Nicht für Schocktrauma sondern generell für Erfahrungen, die überfordernd oder belastend für einen waren.
Ein ganz einfaches Beispiel, das eine Teilnehmerin gebracht hat
(zum Üben in einem Workshop soll man ja auch nicht seine heftigsten Traumata nehmen)
Sie musste in der Schule ein Referat halten und wurde dabei von der Klasse ausgelacht und verspottet.
Obwohl das ewig her ist, hat sie seitdem immer Angst, wenn sie z.B. in der Arbeit eine Präsentation halten soll.
(Total nervös, Herzklopfen, die Stimme versagt ihr fast und sie bringt fast kein Wort raus, Zittern...)
Das SE geht, wie peppermint patty schon gesagt hat, davon aus, dass man in überfordernden Situationen nicht handeln konnte. Instinktiv, weil wir halt immer noch Tiere sind, würden wir kämpfen oder flüchten wollen (fight or flight Reaktion) Konnten das aber nicht.
Und diese angeborene Reaktion holt man nach:
Das heisst, die Teilnehmerin stellt die Szene in der Schule nach mit Gegenständen, wo stand sie, wo war die Tafel etc.
Aber dann lässt man die Szene anders ausgehen, indem die Teilnehmerin die Flucht durchspielt, die damals nicht möglich war. Was wär dein Impuls, was würdest du gern machen?
Und dann sagt die Teilnehmerin: Ich sage der Lehrerin, dass ich das Referat heute nicht halten kann. Oder ich gehe einfach aus der Klasse weg. Wenn man sich wirklich hineinversetzt, sodass man wieder die Gefühle von damals fühlt, fühlt sich das extrem befreiend an. Das muss alles gut angeleitet sein, dann hat das eine erstaunliche Wirkung.
Dann spielt man noch die Kampfvariante durch, das heisst, man wehrt sich. Man fragt dann z.B.: wenn du deine lachenden Klassenkameraden so vor dir siehst, hast du einen Impuls, was du gern machen würdest?

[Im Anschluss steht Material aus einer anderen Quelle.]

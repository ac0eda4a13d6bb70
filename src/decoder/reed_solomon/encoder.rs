use super::gf256::Gf256;
use super::poly::GfPoly;

/// Systematic Reed-Solomon encoder
///
/// Generator polynomials are built lazily and cached per instance, so one
/// encoder can serve every block of a symbol.
#[derive(Debug, Default)]
pub struct ReedSolomonEncoder {
    // generators[k] has degree k
    generators: Vec<GfPoly>,
}

impl ReedSolomonEncoder {
    /// Encoder with only the trivial generator cached
    pub fn new() -> Self {
        Self {
            generators: vec![GfPoly::one()],
        }
    }

    /// Product of (x + alpha^n) for n in 0..degree
    pub fn generator(&mut self, degree: usize) -> &GfPoly {
        if self.generators.is_empty() {
            self.generators.push(GfPoly::one());
        }
        while self.generators.len() <= degree {
            let d = self.generators.len() - 1;
            let next = self.generators[d].multiply(&GfPoly::new(&[1, Gf256::exp(d)]));
            self.generators.push(next);
        }
        &self.generators[degree]
    }

    /// Parity bytes for `data` with `ec_words` EC codewords
    pub fn encode(&mut self, data: &[u8], ec_words: usize) -> Vec<u8> {
        if ec_words == 0 {
            return Vec::new();
        }
        let generator = self.generator(ec_words).coefficients();
        let mut remainder = vec![0u8; ec_words];
        for &byte in data {
            let factor = byte ^ remainder[0];
            remainder.rotate_left(1);
            remainder[ec_words - 1] = 0;
            for (slot, &g) in remainder.iter_mut().zip(&generator[1..]) {
                *slot ^= Gf256::mul(g, factor);
            }
        }
        remainder
    }

    /// `data` followed by its parity bytes
    pub fn encode_block(&mut self, data: &[u8], ec_words: usize) -> Vec<u8> {
        let mut block = Vec::with_capacity(data.len() + ec_words);
        block.extend_from_slice(data);
        block.extend(self.encode(data, ec_words));
        block
    }
}

#[cfg(test)]
mod tests {
    use super::*;

    #[test]
    fn test_generator_roots() {
        let mut encoder = ReedSolomonEncoder::new();
        let g = encoder.generator(10).clone();
        assert_eq!(g.degree(), 10);
        assert_eq!(g.coefficient(10), 1);
        for i in 0..10 {
            assert_eq!(g.evaluate_at(Gf256::exp(i)), 0, "alpha^{i}");
        }
        assert_ne!(g.evaluate_at(Gf256::exp(10)), 0);
    }

    #[test]
    fn test_known_version1_m_block() {
        // "01234567" in numeric mode, 1-M (ISO/IEC 18004 Annex I)
        let data = [
            0x10, 0x20, 0x0C, 0x56, 0x61, 0x80, 0xEC, 0x11, 0xEC, 0x11, 0xEC, 0x11, 0xEC, 0x11,
            0xEC, 0x11,
        ];
        let mut encoder = ReedSolomonEncoder::new();
        let ec = encoder.encode(&data, 10);
        assert_eq!(ec, vec![0xA5, 0x24, 0xD4, 0xC1, 0xED, 0x36, 0xC7, 0x87, 0x2C, 0x55]);
    }

    #[test]
    fn test_codeword_is_multiple_of_generator() {
        let mut encoder = ReedSolomonEncoder::new();
        let data: Vec<u8> = (0..30u8).map(|i| i.wrapping_mul(37).wrapping_add(11)).collect();
        let block = encoder.encode_block(&data, 16);
        let codeword = GfPoly::new(&block);
        for i in 0..16 {
            assert_eq!(codeword.evaluate_at(Gf256::exp(i)), 0);
        }
    }
}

Da kommen dann spontan sehr schnell Sachen wie: Ich würde sie gern anschreien, sie sollen ruhig sein und mir zuhören. Aber durchaus auch: Ich würd denen gern eine reinhauen. Darf alles sein (es wird ja niemandem wirklich wehgetan) dann kann die Teilnehmerin symbolisch in ein Kissen boxen (das wird auch speziell angeleitet durch den Therapeuten, das funktioniert nur, wenn die Teilnehmerin hier wirklich einen echten körperlichen Impuls spürt und den dann ganz langsam ausführt). Es geht darum, dass körperlich die Kampfreaktion durchlaufen werden kann.
Man könnte sagen, dadurch, dass man dieses überfordernde Erlebnis nochmal mit den ganzen emotionalen und körperlichen Reaktionen durchspielt, diesmal aber mit einem guten Ausgang, indem man sich wehren oder flüchten kann, programmiert man die neuronalen Netzwerke im Hirn um.